Saved entries:
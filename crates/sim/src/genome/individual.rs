use serde::{Deserialize, Serialize};
use std::fmt;

/// Unique, monotonically assigned identifier of an individual.
///
/// Founders are numbered from 1; every later individual receives the next
/// integer, so identifier order equals creation order.
#[derive(
    Debug, Clone, Copy, PartialEq, Eq, PartialOrd, Ord, Hash, Serialize, Deserialize,
)]
#[serde(transparent)]
pub struct IndividualId(pub u64);

impl IndividualId {
    /// Raw integer value.
    #[inline]
    pub fn get(self) -> u64 {
        self.0
    }
}

impl fmt::Display for IndividualId {
    fn fmt(&self, f: &mut fmt::Formatter<'_>) -> fmt::Result {
        write!(f, "{}", self.0)
    }
}

impl From<u64> for IndividualId {
    fn from(value: u64) -> Self {
        Self(value)
    }
}

/// Biological sex.
#[derive(Debug, Clone, Copy, PartialEq, Eq, Hash, Serialize, Deserialize)]
pub enum Sex {
    Female,
    Male,
}

impl Sex {
    /// Fair coin draw.
    pub fn sample<R: rand::Rng + ?Sized>(rng: &mut R) -> Self {
        if rng.random::<f64>() < 0.5 {
            Sex::Female
        } else {
            Sex::Male
        }
    }

    /// Single-letter code used in exported tables.
    pub fn code(self) -> &'static str {
        match self {
            Sex::Female => "F",
            Sex::Male => "M",
        }
    }

    /// Parse the single-letter code.
    pub fn from_code(code: &str) -> Option<Self> {
        match code {
            "F" | "f" => Some(Sex::Female),
            "M" | "m" => Some(Sex::Male),
            _ => None,
        }
    }
}

impl fmt::Display for Sex {
    fn fmt(&self, f: &mut fmt::Formatter<'_>) -> fmt::Result {
        f.write_str(self.code())
    }
}

/// One organism of the simulated population.
///
/// An `Individual` is immutable once created. Its age is derived from the
/// birth year and the current year; death is recorded separately in the
/// [`History`](crate::simulation::History) mortality ledger.
///
/// Serialized field names (`id`, `dam`, `sire`, `birth_year`, `a`, `z`,
/// `sex`) form the pedigree/phenotype table consumed downstream.
#[derive(Debug, Clone, PartialEq, Serialize, Deserialize)]
pub struct Individual {
    id: IndividualId,
    dam: Option<IndividualId>,
    sire: Option<IndividualId>,
    birth_year: i64,
    /// Additive breeding value
    #[serde(rename = "a")]
    breeding_value: f64,
    /// Observed phenotype (breeding value + environmental deviation)
    #[serde(rename = "z")]
    phenotype: f64,
    sex: Sex,
}

impl Individual {
    /// Create a founder (no recorded parents).
    pub fn founder(
        id: IndividualId,
        birth_year: i64,
        sex: Sex,
        breeding_value: f64,
        phenotype: f64,
    ) -> Self {
        Self {
            id,
            dam: None,
            sire: None,
            birth_year,
            breeding_value,
            phenotype,
            sex,
        }
    }

    /// Create an offspring of `dam` and `sire`.
    pub fn offspring(
        id: IndividualId,
        dam: IndividualId,
        sire: IndividualId,
        birth_year: i64,
        sex: Sex,
        breeding_value: f64,
        phenotype: f64,
    ) -> Self {
        Self {
            id,
            dam: Some(dam),
            sire: Some(sire),
            birth_year,
            breeding_value,
            phenotype,
            sex,
        }
    }

    #[inline]
    pub fn id(&self) -> IndividualId {
        self.id
    }

    #[inline]
    pub fn dam(&self) -> Option<IndividualId> {
        self.dam
    }

    #[inline]
    pub fn sire(&self) -> Option<IndividualId> {
        self.sire
    }

    #[inline]
    pub fn birth_year(&self) -> i64 {
        self.birth_year
    }

    #[inline]
    pub fn sex(&self) -> Sex {
        self.sex
    }

    /// Additive breeding value `a`.
    #[inline]
    pub fn breeding_value(&self) -> f64 {
        self.breeding_value
    }

    /// Observed phenotype `z`.
    #[inline]
    pub fn phenotype(&self) -> f64 {
        self.phenotype
    }

    /// True for individuals created at initialization.
    pub fn is_founder(&self) -> bool {
        self.dam.is_none() && self.sire.is_none()
    }

    /// Age in `year`, or `None` if the individual is not yet born.
    pub fn age(&self, year: i64) -> Option<u32> {
        let age = year.checked_sub(self.birth_year)?;
        u32::try_from(age).ok()
    }

    /// True when the individual has reached `maturity` in `year`.
    pub fn is_mature(&self, year: i64, maturity: u32) -> bool {
        self.age(year).is_some_and(|age| age >= maturity)
    }
}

WHAT IS EXPECTED: What you should do is return the records above exactly, leaving nothing out.

OUTPUT BELOW:
filename crates/sim/src/genome/individual.rs
use serde::{Deserialize, Serialize};
use std::fmt;

/// Unique, monotonically assigned identifier of an individual.
///
/// Founders are numbered from 1; every later individual receives the next
/// integer, so identifier order equals creation order.
#[derive(
    Debug, Clone, Copy, PartialEq, Eq, PartialOrd, Ord, Hash, Serialize, Deserialize,
)]
#[serde(transparent)]
pub struct IndividualId(pub u64);

impl IndividualId {
    /// Raw integer value.
    #[inline]
    pub fn get(self) -> u64 {
        self.0
    }
}

impl fmt::Display for IndividualId {
    fn fmt(&self, f: &mut fmt::Formatter<'_>) -> fmt::Result {
        write!(f, "{}", self.0)
    }
}

impl From<u64> for IndividualId {
    fn from(value: u64) -> Self {
        Self(value)
    }
}

/// Biological sex.
#[derive(Debug, Clone, Copy, PartialEq, Eq, Hash, Serialize, Deserialize)]
pub enum Sex {
    Female,
    Male,
}

impl Sex {
    /// Fair coin draw.
    pub fn sample<R: rand::Rng + ?Sized>(rng: &mut R) -> Self {
        if rng.random::<f64>() < 0.5 {
            Sex::Female
        } else {
            Sex::Male
        }
    }

    /// Single-letter code used in exported tables.
    pub fn code(self) -> &'static str {
        match self {
            Sex::Female => "F",
            Sex::Male => "M",
        }
    }

    /// Parse the single-letter code.
    pub fn from_code(code: &str) -> Option<Self> {
        match code {
            "F" | "f" => Some(Sex::Female),
            "M" | "m" => Some(Sex::Male),
            _ => None,
        }
    }
}

impl fmt::Display for Sex {
    fn fmt(&self, f: &mut fmt::Formatter<'_>) -> fmt::Result {
        f.write_str(self.code())
    }
}

/// One organism of the simulated population.
///
/// An `Individual` is immutable once created. Its age is derived from the
/// birth year and the current year; death is recorded separately in the
/// [`History`](crate::simulation::History) mortality ledger.
///
/// Serialized field names (`id`, `dam`, `sire`, `birth_year`, `a`, `z`,
/// `sex`) form the pedigree/phenotype table consumed downstream.
#[derive(Debug, Clone, PartialEq, Serialize, Deserialize)]
pub struct Individual {
    id: IndividualId,
    dam: Option<IndividualId>,
    sire: Option<IndividualId>,
    birth_year: i64,
    /// Additive breeding value
    #[serde(rename = "a")]
    breeding_value: f64,
    /// Observed phenotype (breeding value + environmental deviation)
    #[serde(rename = "z")]
    phenotype: f64,
    sex: Sex,
}

impl Individual {
    /// Create a founder (no recorded parents).
    pub fn founder(
        id: IndividualId,
        birth_year: i64,
        sex: Sex,
        breeding_value: f64,
        phenotype: f64,
    ) -> Self {
        Self {
            id,
            dam: None,
            sire: None,
            birth_year,
            breeding_value,
            phenotype,
            sex,
        }
    }

    /// Create an offspring of `dam` and `sire`.
    pub fn offspring(
        id: IndividualId,
        dam: IndividualId,
        sire: IndividualId,
        birth_year: i64,
        sex: Sex,
        breeding_value: f64,
        phenotype: f64,
    ) -> Self {
        Self {
            id,
            dam: Some(dam),
            sire: Some(sire),
            birth_year,
            breeding_value,
            phenotype,
            sex,
        }
    }

    #[inline]
    pub fn id(&self) -> IndividualId {
        self.id
    }

    #[inline]
    pub fn dam(&self) -> Option<IndividualId> {
        self.dam
    }

    #[inline]
    pub fn sire(&self) -> Option<IndividualId> {
        self.sire
    }

    #[inline]
    pub fn birth_year(&self) -> i64 {
        self.birth_year
    }

    #[inline]
    pub fn sex(&self) -> Sex {
        self.sex
    }

    /// Additive breeding value `a`.
    #[inline]
    pub fn breeding_value(&self) -> f64 {
        self.breeding_value
    }

    /// Observed phenotype `z`.
    #[inline]
    pub fn phenotype(&self) -> f64 {
        self.phenotype
    }

    /// True for individuals created at initialization.
    pub fn is_founder(&self) -> bool {
        self.dam.is_none() && self.sire.is_none()
    }

    /// Age in `year`, or `None` if the individual is not yet born.
    pub fn age(&self, year: i64) -> Option<u32> {
        let age = year.checked_sub(self.birth_year)?;
        u32::try_from(age).ok()
    }

    /// True when the individual has reached `maturity` in `year`.
    pub fn is_mature(&self, year: i64, maturity: u32) -> bool {
        self.age(year).is_some_and(|age| age >= maturity)
    }
}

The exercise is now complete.